Thursday nighttime rides famed for their brutality – in speed, coldness and blinding dark, had been the ideal training for Team Caffeine for this technical terrain; with them dispatching teams who had spent far more money on their bikes and far more time indoors on turbo trainers.

 

Elliot “Golden Wheels” Lawrence in particular danced his way through the lower orders of slower teams. Out of the technical phase and now for the descents. The blurring of the landscape highlighted the number 60 displayed on the Garmin.

 

Tucking in tight and following the big engines, Golden Wheels pushed so hard his crank started to creak and his chain flew off! The speed and power must have surely done something to his bike because within the next few minutes Elliot's tyre punctured!

 

With the team grinding to a halt and the race-plan in disarray, it was decided that the two remaining riders should carry on – as no spare tubes had be brought. The Garmin clocked multiple minutes lost, things looked bleak.

 

Back on the front of the now two-up time-trial, Shane had other ideas. With legs renewed from the stop and the mind now focused and gritted on the heightened challenge, using all his mountain-biking skill, this Meister of the flats showed us all why some bikes are called “time-machines”. Ripping through the course swapping every thirty seconds with Lawes the remains of Team Caffeine overdosed on pain, but maintained (thereabouts) their previous speed.

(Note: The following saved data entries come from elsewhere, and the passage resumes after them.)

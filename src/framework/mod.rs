//! Training framework version handling
//!
//! Traces produced by different framework releases differ in a few details that
//! the exporter has to know about up front:
//!
//! | Version | Primary input id | Optimization call |
//! |---------|------------------|-------------------|
//! | < 0.4   | `"1"`            | [`OptimizeCall::Legacy`] |
//! | >= 0.4  | `"0"`            | [`OptimizeCall::WithExportFlag`]`(false)` |
//!
//! # Example
//!
//! ```ignore
//! use trace_graphdef::framework::FrameworkVersion;
//!
//! let version = FrameworkVersion::parse("0.3.1")?;
//! assert_eq!(version.primary_input_id(), "1");
//! ```

use std::fmt;
use std::str::FromStr;

use crate::error::{ExportError, ExportResult};

/// First release whose traces number the primary input `"0"`
pub const MODERN_TRACE_VERSION: FrameworkVersion = FrameworkVersion::new(0, 4, 0);

/// Shape of the framework's trace optimization call
#[derive(Debug, Clone, Copy, PartialEq, Eq)]
pub enum OptimizeCall {
    /// Older releases take no extra argument
    Legacy,
    /// Newer releases take a single boolean export flag
    WithExportFlag(bool),
}

/// Training framework release, compared as `major.minor.patch`
#[derive(Debug, Clone, Copy, PartialEq, Eq, PartialOrd, Ord, Hash)]
pub struct FrameworkVersion {
    /// Major version
    pub major: u32,
    /// Minor version
    pub minor: u32,
    /// Patch version
    pub patch: u32,
}

impl FrameworkVersion {
    /// Create a version from its components
    pub const fn new(major: u32, minor: u32, patch: u32) -> Self {
        Self {
            major,
            minor,
            patch,
        }
    }

    /// Parse a release string such as `0.4.1`, `1.0` or `0.3.0.post4`
    ///
    /// Missing components default to zero. Anything after the first
    /// non-numeric component (local tags, `post`/`rc` suffixes) is ignored.
    pub fn parse(version: &str) -> ExportResult<Self> {
        let core = version.split('+').next().unwrap_or_default();
        let mut parts = [0u32; 3];
        let mut seen = 0;

        for (slot, component) in parts.iter_mut().zip(core.split('.')) {
            let digits: String = component.chars().take_while(|c| c.is_ascii_digit()).collect();
            if digits.is_empty() {
                break;
            }
            *slot = digits
                .parse()
                .map_err(|_| ExportError::InvalidVersion(version.to_string()))?;
            seen += 1;
            if digits.len() != component.len() {
                break;
            }
        }

        if seen == 0 {
            return Err(ExportError::InvalidVersion(version.to_string()));
        }

        Ok(Self::new(parts[0], parts[1], parts[2]))
    }

    /// Whether traces from this release use the modern numbering
    pub fn is_modern(&self) -> bool {
        *self >= MODERN_TRACE_VERSION
    }

    /// Identifier of the graph's primary input value
    pub fn primary_input_id(&self) -> &'static str {
        if self.is_modern() {
            "0"
        } else {
            "1"
        }
    }

    /// Optimization call shape for this release
    pub fn optimize_call(&self) -> OptimizeCall {
        if self.is_modern() {
            OptimizeCall::WithExportFlag(false)
        } else {
            OptimizeCall::Legacy
        }
    }
}

impl Default for FrameworkVersion {
    fn default() -> Self {
        MODERN_TRACE_VERSION
    }
}

impl FromStr for FrameworkVersion {
    type Err = ExportError;

    fn from_str(s: &str) -> Result<Self, Self::Err> {
        Self::parse(s)
    }
}

impl fmt::Display for FrameworkVersion {
    fn fmt(&self, f: &mut fmt::Formatter<'_>) -> fmt::Result {
        write!(f, "{}.{}.{}", self.major, self.minor, self.patch)
    }
}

Onto the second lap, the two-man-time-trial-typhoon whipped along and managed to catch Team Phil (who having started half an hour later were on there first lap), only to discover they too where down to two men! The punishment pounded on until the hour mark when swooping round a 100 degree bend Caffeine were suddenly halted by the flashing lights of an ambulance blocking the road.

 

Driving left the team scuttled through the luminescent vehicles. The remains of a Cervélo fragmented on the roadside, a car's wind-shield caved in. One of the geared-up teams had taken the corner too fast, exited into the lane of on-coming traffic and gone straight into a car. We swallowed our rising dread and hoped for their safety.

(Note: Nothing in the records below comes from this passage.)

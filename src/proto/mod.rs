//! TensorBoard Protocol Buffer types
//!
//! This module re-exports the prost-generated TensorBoard graph schema.
//! The generated code is checked in so building the crate does not require `protoc`.
//! Additional extension methods are provided in the `extensions` submodule.

/// Generated TensorBoard protobuf types
#[allow(missing_docs)]
#[allow(clippy::all)]
pub mod tensorboard {
    include!("tensorboard.rs");
}

// Re-export commonly used types at module level
pub use tensorboard::{AttrValue, Event, GraphDef, NodeDef, TensorShapeProto, VersionDef};

// Re-export submodules for nested types
pub use tensorboard::attr_value;
pub use tensorboard::event;
pub use tensorboard::tensor_shape_proto;

/// Extension methods for TensorBoard protobuf types
pub mod extensions;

Zipping along now in the final act of the race, over a particularly knotted and gnarled road surface, the shocks and vibrations through Shane's front forks proved too much for his handle bars and wheels and something “pulled”.

 

With Shane's speed suffering and distance still to cover, Lawes moved to the front and made a go of it. Blackness ensued when crossing the line and Lawes passed out.

But it was a Result. An epic time for a two-up time-trial. Not quite so epic time for a three-up though. Oh well, watch this space.